Exercise data Block Start

//! Audible WAV playback through the default output device using cpal
//!
//! The whole file is decoded to mono up front. A dedicated thread owns the
//! cpal stream, since streams cannot move between threads on every host.
//! The audio callback pulls samples from a shared transport, and elapsed
//! time is the number of source frames played divided by the file's sample
//! rate.

use super::playback::{Player, PlayerHandle};
use super::recorder::WavRecorder;
use crate::error::PlayerError;
use cpal::traits::{DeviceTrait, HostTrait, StreamTrait};
use cpal::{FromSample, Sample, SampleFormat, SizedSample, Stream, StreamConfig};
use log::{debug, error, warn};
use std::path::Path;
use std::sync::atomic::{AtomicBool, AtomicU64, Ordering};
use std::sync::{mpsc, Arc};
use std::thread::{self, JoinHandle};

/// Decode a WAV file into mono samples in `[-1.0, 1.0]` and its sample rate
pub fn read_mono_samples(path: &Path) -> Result<(Vec<f32>, u32), hound::Error> {
    let reader = hound::WavReader::open(path)?;
    let spec = reader.spec();

    let interleaved: Vec<f32> = match spec.sample_format {
        hound::SampleFormat::Float => reader.into_samples::<f32>().collect::<Result<_, _>>()?,
        hound::SampleFormat::Int => {
            let scale = (1i64 << (spec.bits_per_sample.max(1) - 1)) as f32;
            reader
                .into_samples::<i32>()
                .map(|s| s.map(|v| v as f32 / scale))
                .collect::<Result<_, _>>()?
        }
    };

    let channels = spec.channels.max(1) as usize;
    let mono = interleaved
        .chunks(channels)
        .map(|frame| frame.iter().sum::<f32>() / frame.len() as f32)
        .collect();
    Ok((mono, spec.sample_rate))
}

/// Playback position shared between the handle and the audio callback
struct Transport {
    samples: Vec<f32>,
    source_rate: u32,
    device_rate: u32,
    /// Device frames written while playing
    frames_played: AtomicU64,
    playing: AtomicBool,
}

impl Transport {
    fn new(samples: Vec<f32>, source_rate: u32, device_rate: u32) -> Self {
        Self {
            samples,
            source_rate,
            device_rate: device_rate.max(1),
            frames_played: AtomicU64::new(0),
            playing: AtomicBool::new(false),
        }
    }

    /// Source frame for the next device frame, nearest-neighbour resampled
    fn source_index(&self) -> usize {
        let played = self.frames_played.load(Ordering::Acquire) as u128;
        (played * self.source_rate as u128 / self.device_rate as u128) as usize
    }

    /// Called from the audio callback once per output frame
    fn next_sample(&self) -> f32 {
        if !self.playing.load(Ordering::Acquire) {
            return 0.0;
        }
        match self.samples.get(self.source_index()) {
            Some(&sample) => {
                self.frames_played.fetch_add(1, Ordering::AcqRel);
                sample
            }
            None => 0.0,
        }
    }

    fn current_time(&self) -> f64 {
        let index = self.source_index().min(self.samples.len());
        WavRecorder::duration_seconds(index, self.source_rate)
    }

    fn is_finished(&self) -> bool {
        self.source_index() >= self.samples.len()
    }

    fn rewind(&self) {
        self.playing.store(false, Ordering::Release);
        self.frames_played.store(0, Ordering::Release);
    }
}

/// Player that sends WAV files to the default output device
#[derive(Clone, Copy, Debug, Default)]
pub struct OutputPlayer;

impl OutputPlayer {
    pub fn new() -> Self {
        Self
    }
}

impl Player for OutputPlayer {
    type Handle = OutputHandle;

    fn load(&self, path: &Path) -> Result<OutputHandle, PlayerError> {
        let load_error = |reason: String| PlayerError::Load {
            path: path.to_path_buf(),
            reason,
        };

        let (samples, source_rate) = read_mono_samples(path).map_err(|e| load_error(e.to_string()))?;
        let duration = WavRecorder::duration_seconds(samples.len(), source_rate);
        let (transport, shutdown, thread) =
            spawn_output_thread(samples, source_rate).map_err(load_error)?;

        debug!(
            "Loaded {:?} for output ({:.2}s at {} Hz, device {} Hz)",
            path, duration, source_rate, transport.device_rate
        );
        Ok(OutputHandle {
            transport,
            duration,
            shutdown: Some(shutdown),
            thread: Some(thread),
        })
    }
}

/// One file open on the output device
pub struct OutputHandle {
    transport: Arc<Transport>,
    duration: f64,
    /// Dropping this ends the stream thread
    shutdown: Option<mpsc::Sender<()>>,
    thread: Option<JoinHandle<()>>,
}

impl OutputHandle {
    fn is_released(&self) -> bool {
        self.shutdown.is_none()
    }
}

impl PlayerHandle for OutputHandle {
    fn play(&mut self) -> Result<(), PlayerError> {
        if self.is_released() {
            return Err(PlayerError::Playback("player already released".to_string()));
        }
        self.transport.playing.store(true, Ordering::Release);
        Ok(())
    }

    fn pause(&mut self) {
        self.transport.playing.store(false, Ordering::Release);
    }

    fn stop(&mut self) {
        self.transport.rewind();
    }

    fn release(&mut self) {
        self.transport.rewind();
        self.shutdown.take();
        if let Some(thread) = self.thread.take() {
            if thread.join().is_err() {
                warn!("Audio output thread panicked");
            }
        }
    }

    fn current_time(&self) -> f64 {
        if self.is_released() {
            return 0.0;
        }
        self.transport.current_time()
    }

    fn duration(&self) -> f64 {
        self.duration
    }

    fn is_finished(&self) -> bool {
        !self.is_released() && self.transport.is_finished()
    }
}

impl Drop for OutputHandle {
    fn drop(&mut self) {
        self.release();
    }
}

type OutputThread = (Arc<Transport>, mpsc::Sender<()>, JoinHandle<()>);

/// Open the output stream on its own thread and wait until it is running
fn spawn_output_thread(samples: Vec<f32>, source_rate: u32) -> Result<OutputThread, String> {
    let (ready_tx, ready_rx) = mpsc::channel::<Result<Arc<Transport>, String>>();
    let (shutdown_tx, shutdown_rx) = mpsc::channel::<()>();

    let thread = thread::Builder::new()
        .name("wavenote-output".to_string())
        .spawn(move || match open_stream(samples, source_rate) {
            Ok((stream, transport)) => {
                let _ = ready_tx.send(Ok(transport));
                // Blocks until the handle drops its sender
                let _ = shutdown_rx.recv();
                drop(stream);
                debug!("Audio output stream closed");
            }
            Err(e) => {
                let _ = ready_tx.send(Err(e));
            }
        })
        .map_err(|e| format!("Failed to spawn output thread: {}", e))?;

    match ready_rx.recv() {
        Ok(Ok(transport)) => Ok((transport, shutdown_tx, thread)),
        Ok(Err(e)) => {
            let _ = thread.join();
            Err(e)
        }
        Err(_) => {
            let _ = thread.join();
            Err("Audio output thread exited before the stream opened".to_string())
        }
    }
}

fn open_stream(samples: Vec<f32>, source_rate: u32) -> Result<(Stream, Arc<Transport>), String> {
    let host = cpal::default_host();
    let device = host
        .default_output_device()
        .ok_or_else(|| "No output device available".to_string())?;
    let supported = device
        .default_output_config()
        .map_err(|e| format!("Failed to get output config: {}", e))?;

    let config: StreamConfig = supported.config();
    let transport = Arc::new(Transport::new(samples, source_rate, config.sample_rate.0));

    let stream = match supported.sample_format() {
        SampleFormat::F32 => build_stream::<f32>(&device, &config, transport.clone())?,
        SampleFormat::I16 => build_stream::<i16>(&device, &config, transport.clone())?,
        SampleFormat::U16 => build_stream::<u16>(&device, &config, transport.clone())?,
        format => return Err(format!("Unsupported sample format: {:?}", format)),
    };

    stream
        .play()
        .map_err(|e| format!("Failed to start stream: {}", e))?;
    Ok((stream, transport))
}

fn build_stream<T>(
    device: &cpal::Device,
    config: &StreamConfig,
    transport: Arc<Transport>,
) -> Result<Stream, String>
where
    T: SizedSample + FromSample<f32>,
{
    let channels = config.channels.max(1) as usize;

    device
        .build_output_stream(
            config,
            move |data: &mut [T], _: &cpal::OutputCallbackInfo| {
                // Mono source goes to every output channel
                for frame in data.chunks_mut(channels) {
                    frame.fill(T::from_sample(transport.next_sample()));
                }
            },
            |err| error!("Audio output stream error: {}", err),
            None,
        )
        .map_err(|e| format!("Failed to build stream: {}", e))
}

Exercise data Block End

_Problem to solve_: Return all lines from the data that include the string "until".

_Expected output_:
/// Open the output stream on its own thread and wait until it is running
                // Blocks until the handle drops its sender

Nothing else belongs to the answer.